Nutzen Sie bei Mobbing und Diskriminierung am Arbeitsplatz das betriebliche Eingliederungsmanagement

Sie als Schwerbehindertenvertretung sind besonders gefordert, wenn schwerbehinderte Kolleginnen und Kollegen oder Gleichgestellte von Mobbing oder Diskriminierung betroffen sind. Ein wirksames Instrument in solchen Fällen ist das betriebliche Eingliederungsmanagement (BEM).

Arno Schrader

19.03.2026 · 2 Min Lesezeit

Es unterstützt nicht nur bei krankheitsbedingter Arbeitsunfähigkeit, sondern kann auch helfen, die Folgen von Mobbing oder Benachteiligungen am Arbeitsplatz abzumildern.

§ 167 Abs. 2 SGB IX

Prävention
Sind Beschäftigte innerhalb eines Jahres länger als sechs Wochen ununterbrochen oder wiederholt arbeitsunfähig, klärt der Arbeitgeber mit der zuständigen Interessenvertretung im Sinne des § 176, bei schwerbehinderten Menschen außerdem mit der Schwerbehindertenvertretung, mit Zustimmung und Beteiligung der betroffenen Person die Möglichkeiten, wie die Arbeitsunfähigkeit möglichst überwunden werden und mit welchen Leistungen oder Hilfen erneuter Arbeitsunfähigkeit vorgebeugt und der Arbeitsplatz erhalten werden kann (betriebliches Eingliederungsmanagement).
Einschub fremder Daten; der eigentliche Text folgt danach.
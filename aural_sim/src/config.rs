//! JSON scene description: rooms, sources, and receivers, deserialized
//! into the domain constructors of §4.3–4.7 (spec §10.3). A thin adapter,
//! not a spec module in its own right — a host application that wants to
//! build a scene declaratively rather than through the builder API calls
//! here; everything it produces could equally be built by hand.

use serde::Deserialize;

use crate::{
    directivity::{AmbisonicConvention, Directivity, HeadRefOrientation, HrirDatabaseHandle, HrirDatabaseKind},
    error::{Result, SimError},
    point::Point,
    quaternion::Quaternion,
    receiver::Receiver,
    room::CuboidRoom,
    source::Source,
};
use aural_core::Sample;

/// Root scene description.
#[derive(Debug, Deserialize)]
pub struct SceneConfig {
    pub sampling_frequency: f64,
    #[serde(default)]
    pub room: Option<RoomConfig>,
    #[serde(default)]
    pub sources: Vec<SourceConfig>,
    #[serde(default)]
    pub receivers: Vec<ReceiverConfig>,
}

#[derive(Debug, Deserialize)]
pub struct RoomConfig {
    pub dimensions: [f64; 3],
    #[serde(default)]
    pub origin: [f64; 3],
    /// Single broadband gain applied to all six walls. Per-wall,
    /// frequency-dependent filters are a code-level concern; the config
    /// layer only covers the common rigid/uniformly-absorbing case.
    #[serde(default = "default_wall_gain")]
    pub wall_gain: f64,
}

fn default_wall_gain() -> f64 {
    1.0
}

#[derive(Debug, Deserialize)]
pub struct SourceConfig {
    pub position: [f64; 3],
}

#[derive(Debug, Deserialize)]
pub struct ReceiverConfig {
    pub position: [f64; 3],
    #[serde(default)]
    pub orientation_axis: Option<[f64; 3]>,
    #[serde(default)]
    pub orientation_angle_deg: f64,
    #[serde(default = "default_max_waves")]
    pub max_num_incoming_waves: usize,
    pub directivity: DirectivityConfig,
}

fn default_max_waves() -> usize {
    1
}

#[derive(Debug, Deserialize)]
#[serde(tag = "type", rename_all = "snake_case")]
pub enum DirectivityConfig {
    Omni {
        #[serde(default = "default_gain")]
        gain: f64,
    },
    Trig {
        coefficients: Vec<f64>,
    },
    Tan {
        base_angle_deg: f64,
    },
    Ambisonic {
        max_degree: usize,
        #[serde(default)]
        convention: AmbisonicConventionConfig,
    },
    DatabaseBinaural {
        kind: HrirDatabaseKindConfig,
        directory: String,
        hrir_length: usize,
        #[serde(default)]
        head_reference: HeadRefConfig,
        #[serde(default)]
        update_length_samples: usize,
    },
}

fn default_gain() -> f64 {
    1.0
}

#[derive(Debug, Default, Deserialize)]
#[serde(rename_all = "snake_case")]
pub enum AmbisonicConventionConfig {
    #[default]
    Sqrt2,
    N3d,
}

impl From<AmbisonicConventionConfig> for AmbisonicConvention {
    fn from(value: AmbisonicConventionConfig) -> Self {
        match value {
            AmbisonicConventionConfig::Sqrt2 => AmbisonicConvention::Sqrt2,
            AmbisonicConventionConfig::N3d => AmbisonicConvention::N3D,
        }
    }
}

#[derive(Debug, Deserialize)]
#[serde(rename_all = "snake_case")]
pub enum HrirDatabaseKindConfig {
    Kemar,
    Cipic,
}

impl From<HrirDatabaseKindConfig> for HrirDatabaseKind {
    fn from(value: HrirDatabaseKindConfig) -> Self {
        match value {
            HrirDatabaseKindConfig::Kemar => HrirDatabaseKind::Kemar,
            HrirDatabaseKindConfig::Cipic => HrirDatabaseKind::Cipic,
        }
    }
}

#[derive(Debug, Default, Deserialize)]
#[serde(rename_all = "snake_case")]
pub enum HeadRefConfig {
    #[default]
    FacingX,
    FacingY,
}

impl From<HeadRefConfig> for HeadRefOrientation {
    fn from(value: HeadRefConfig) -> Self {
        match value {
            HeadRefConfig::FacingX => HeadRefOrientation::FacingX,
            HeadRefConfig::FacingY => HeadRefOrientation::FacingY,
        }
    }
}

impl SceneConfig {
    pub fn from_json(json: &str) -> Result<Self> {
        serde_json::from_str(json).map_err(|e| SimError::InvalidConfig(e.to_string()))
    }

    pub fn build_room<S: Sample>(&self) -> Option<CuboidRoom<S>> {
        self.room.as_ref().map(|r| {
            CuboidRoom::rigid(
                Point::new(r.dimensions[0], r.dimensions[1], r.dimensions[2]),
                Point::new(r.origin[0], r.origin[1], r.origin[2]),
                S::from_f64(r.wall_gain),
            )
        })
    }

    pub fn build_sources(&self) -> Vec<Source> {
        self.sources.iter().map(|s| Source::new(Point::new(s.position[0], s.position[1], s.position[2]))).collect()
    }

    pub fn build_receivers<S: Sample>(&self) -> Result<Vec<Receiver<S>>> {
        self.receivers.iter().map(|r| self.build_receiver(r)).collect()
    }

    fn build_receiver<S: Sample>(&self, config: &ReceiverConfig) -> Result<Receiver<S>> {
        let position = Point::new(config.position[0], config.position[1], config.position[2]);
        let orientation = match config.orientation_axis {
            Some(axis) => Quaternion::from_axis_angle(
                Point::new(axis[0], axis[1], axis[2]),
                config.orientation_angle_deg.to_radians(),
            ),
            None => Quaternion::identity(),
        };
        let directivity = self.build_directivity::<S>(&config.directivity)?;
        Ok(Receiver::new(directivity, position, orientation, config.max_num_incoming_waves))
    }

    fn build_directivity<S: Sample>(&self, config: &DirectivityConfig) -> Result<Directivity<S>> {
        match config {
            DirectivityConfig::Omni { gain } => Ok(Directivity::omni(S::from_f64(*gain))),
            DirectivityConfig::Trig { coefficients } => {
                Ok(Directivity::trig(coefficients.iter().map(|&c| S::from_f64(c)).collect()))
            }
            DirectivityConfig::Tan { base_angle_deg } => Ok(Directivity::tan(base_angle_deg.to_radians())),
            DirectivityConfig::Ambisonic { max_degree, convention } => {
                Ok(Directivity::ambisonic(*max_degree, (*convention).into()))
            }
            DirectivityConfig::DatabaseBinaural { kind, directory, hrir_length, head_reference, update_length_samples } => {
                let handle: HrirDatabaseHandle<S> =
                    HrirDatabaseHandle::load((*kind).into(), directory, self.sampling_frequency, *hrir_length)?;
                Ok(Directivity::database_binaural(handle, (*head_reference).into(), *update_length_samples))
            }
        }
    }
}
Beschäftigte können zusätzlich eine Vertrauensperson eigener Wahl hinzuziehen. Soweit erforderlich, wird der Werks- oder Betriebsarzt hinzugezogen. Die betroffene Person oder ihr gesetzlicher Vertreter ist zuvor auf die Ziele des betrieblichen Eingliederungsmanagements sowie auf Art und Umfang der hierfür erhobenen und verwendeten Daten hinzuweisen […].